Silicon is the most widely used semiconductor material. It is cheap, abundant, and non-toxic – maybe most importantly: industry has spent a fortune developing it over the last half a century, and the complementary metal-oxide-semiconductor (CMOS) methods are undoubtedly the most mature nanofabrication technology, enabling a fast transition from research to commercialization. Foundries achieve unchallenged performance in terms of yield, resolution, and complexity – but often sacrifice the extreme performance needed to study novel physics in order to maintain a high throughput. In this talk, I will present a silicon nanofabrication process tailored to the silicon-on-insulator platform, which is capable of manufacturing nanometer-scale features vertically and with low roughness. We combine this process with fabrication-constrained topology optimization to realize a dielectric cavity with a mode volume V = 3×10−4 𝜆^3, quality factor Q = 1100, and footprint 4𝜆^2 for telecom photons with a 𝜆 ∼ 1550 nm wavelength. The cavity confines light inside an 8-nm–bowtie etched with an ultra-high aspect ratio of 30, and the mode volume is an order of magnitude smaller compared to previous experiments in dielectrics. We measure the near-field of the cavity mode to corroborate the extreme dielectric confinement of light [Nat. Commun. 13, 6281 (2022)]. Additionally, we use the same process to fabricate reconfigurable silicon photonic circuits based on nano-electro-mechanical systems (NEMS). This offers efficient tunability by changing the effective refractive index of a suspended waveguide, enabling fast and compact phase-shifters and splitters for photonic integrated circuits such as switching-networks [arXiv:2204.14257 (2022)]. It further enables compact and low-cost telecom delay-lines and I will present the main application of my PhD developing a chip-scale NEMS spectrometer. In the last part of my talk I will discuss additional applications of this high-resolution nanofabrication within phononics [Nat. Nanotechnol. 17, 947-951 (2022)], and photonic topological insulators [arXiv:2206.11741].

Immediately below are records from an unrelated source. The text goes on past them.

#[cfg(test)]
mod tests {
    use super::*;
    use crate::resolver::ProfileResolver;

    fn temp_root(tag: &str) -> PathBuf {
        let id = std::time::SystemTime::now()
            .duration_since(std::time::UNIX_EPOCH)
            .unwrap()
            .as_nanos();
        std::env::temp_dir().join(format!("test_repair_config_{tag}_{id}"))
    }

    #[test]
    fn test_definition_defaults_from_json() {
        let definition: RepairProfileDefinition = serde_json::from_str(
            r#"{"keyword": "bronze", "primaryMaterial": "Bar_Bronze", "secondaryMaterial": "Leather"}"#,
        )
        .unwrap();

        assert_eq!(definition.match_type.as_deref(), Some("contains"));
        assert_eq!(definition.priority, 0);
        assert_eq!(definition.primary_base_cost, 6);
        assert_eq!(definition.secondary_base_cost, 4);
        assert_eq!(definition.gem_base_cost, 1);
        assert_eq!(definition.rare_gem_material, None);
    }

    #[test]
    fn test_catalyst_aliases_fill_gem_slot() {
        let definition: RepairProfileDefinition = serde_json::from_str(
            r#"{"keyword": "x", "primaryMaterial": "a", "secondaryMaterial": "b",
                "rareCatalystMaterial": "Gem", "catalystBaseCost": 3}"#,
        )
        .unwrap();

        let profile = definition.to_profile().unwrap();
        assert_eq!(profile.rare_gem_material(), Some("Gem"));
        assert_eq!(profile.gem_base_cost(), 3);
    }

    #[test]
    fn test_to_profile_rejects_blank_materials() {
        let mut definition = RepairProfileDefinition::new("x", MatchType::Contains, 0, "a", " ");
        assert!(definition.to_profile().is_none());

        definition.secondary_material = Some("b".to_string());
        definition.rare_gem_material = Some(String::new());
        definition.primary_base_cost = -5;
        let profile = definition.to_profile().unwrap();
        assert_eq!(profile.rare_gem_material(), None);
        assert_eq!(profile.primary_base_cost(), 1);
    }

    #[test]
    fn test_normalized_keyword() {
        let definition = RepairProfileDefinition::new("Weapon_", MatchType::Prefix, 0, "a", "b");
        assert_eq!(definition.normalized_keyword().as_deref(), Some("weapon_"));

        let blank = RepairProfileDefinition::new("  ", MatchType::Prefix, 0, "a", "b");
        assert_eq!(blank.normalized_keyword(), None);
    }

    #[test]
    fn test_load_or_create_seeds_missing_file() {
        let root = temp_root("seed");
        let store = ProfileConfigStore::new(&root);
        let defaults = ProfileResolver::default_definitions();

        assert!(store.try_load().unwrap().is_none());
        let config = store.load_or_create(&defaults);

        assert_eq!(config.profiles, defaults);
        assert!(store.path().exists());
        assert_eq!(store.try_load().unwrap().unwrap().profiles, defaults);

        std::fs::remove_dir_all(&root).ok();
    }

    #[test]
    fn test_load_or_create_keeps_operator_file() {
        let root = temp_root("keep");
        let store = ProfileConfigStore::new(&root);
        let custom = RepairProfileConfig::new(vec![RepairProfileDefinition::new(
            "bronze",
            MatchType::Contains,
            500,
            "Ingredient_Bar_Bronze",
            "Ingredient_Leather_Light",
        )]);
        store.try_save(&custom).unwrap();

        let loaded = store.load_or_create(&ProfileResolver::default_definitions());
        assert_eq!(loaded, custom);

        std::fs::remove_dir_all(&root).ok();
    }

    #[test]
    fn test_empty_profile_list_is_reseeded() {
        let root = temp_root("empty");
        let store = ProfileConfigStore::new(&root);
        std::fs::write(store.path(), r#"{"profiles": []}"#).unwrap();

        let defaults = ProfileResolver::default_definitions();
        assert_eq!(store.load_or_create(&defaults).profiles, defaults);
        assert_eq!(store.try_load().unwrap().unwrap().profiles, defaults);

        std::fs::remove_dir_all(&root).ok();
    }

    #[test]
    fn test_malformed_file_uses_defaults_and_is_not_overwritten() {
        let root = temp_root("broken");
        let store = ProfileConfigStore::new(&root);
        std::fs::write(store.path(), "{ not json").unwrap();

        assert!(matches!(store.try_load(), Err(RepairError::Parse { .. })));

        let defaults = ProfileResolver::default_definitions();
        assert_eq!(store.load_or_create(&defaults).profiles, defaults);
        assert_eq!(std::fs::read_to_string(store.path()).unwrap(), "{ not json");

        std::fs::remove_dir_all(&root).ok();
    }

    #[test]
    fn test_toml_round_trip() {
        let root = temp_root("toml");
        std::fs::create_dir_all(&root).unwrap();
        let store = ProfileConfigStore::at_path(root.join("repair_profiles.toml"));
        assert_eq!(store.format(), ConfigFormat::Toml);

        let defaults = ProfileResolver::default_definitions();
        let seeded = store.load_or_create(&defaults);
        assert_eq!(seeded.profiles, defaults);

        let raw = std::fs::read_to_string(store.path()).unwrap();
        assert!(raw.contains("[[profiles]]"));
        assert_eq!(store.try_load().unwrap().unwrap().profiles, defaults);

        std::fs::remove_dir_all(&root).ok();
    }

    #[test]
    fn test_unwritable_location_still_returns_defaults() {
        let root = temp_root("unwritable");
        // Parent directory never created: the write fails and is only logged.
        let store = ProfileConfigStore::at_path(root.join("missing").join(CONFIG_FILE_NAME));

        let defaults = ProfileResolver::default_definitions();
        assert_eq!(store.load_or_create(&defaults).profiles, defaults);
        assert!(!store.path().exists());
    }
}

Marcus is a PhD student at the Technical University of Denmark and has a BSc in Physics from the University of Bath in England (2017) and an MSc from the University of Copenhagen (2019). He works on the design, fabrication, and characterization of nano-electro-mechancial silicon photonics, focusing on high-resolution silicon nanofabrication and the novel physics that can be explored when pushing the fabrication frontier. Marcus has worked with complex mask design and electron-beam lithography for more than 6 years since early in his BSc, both in academic projects and later as a software developer in the startup company Beamfox Proximity.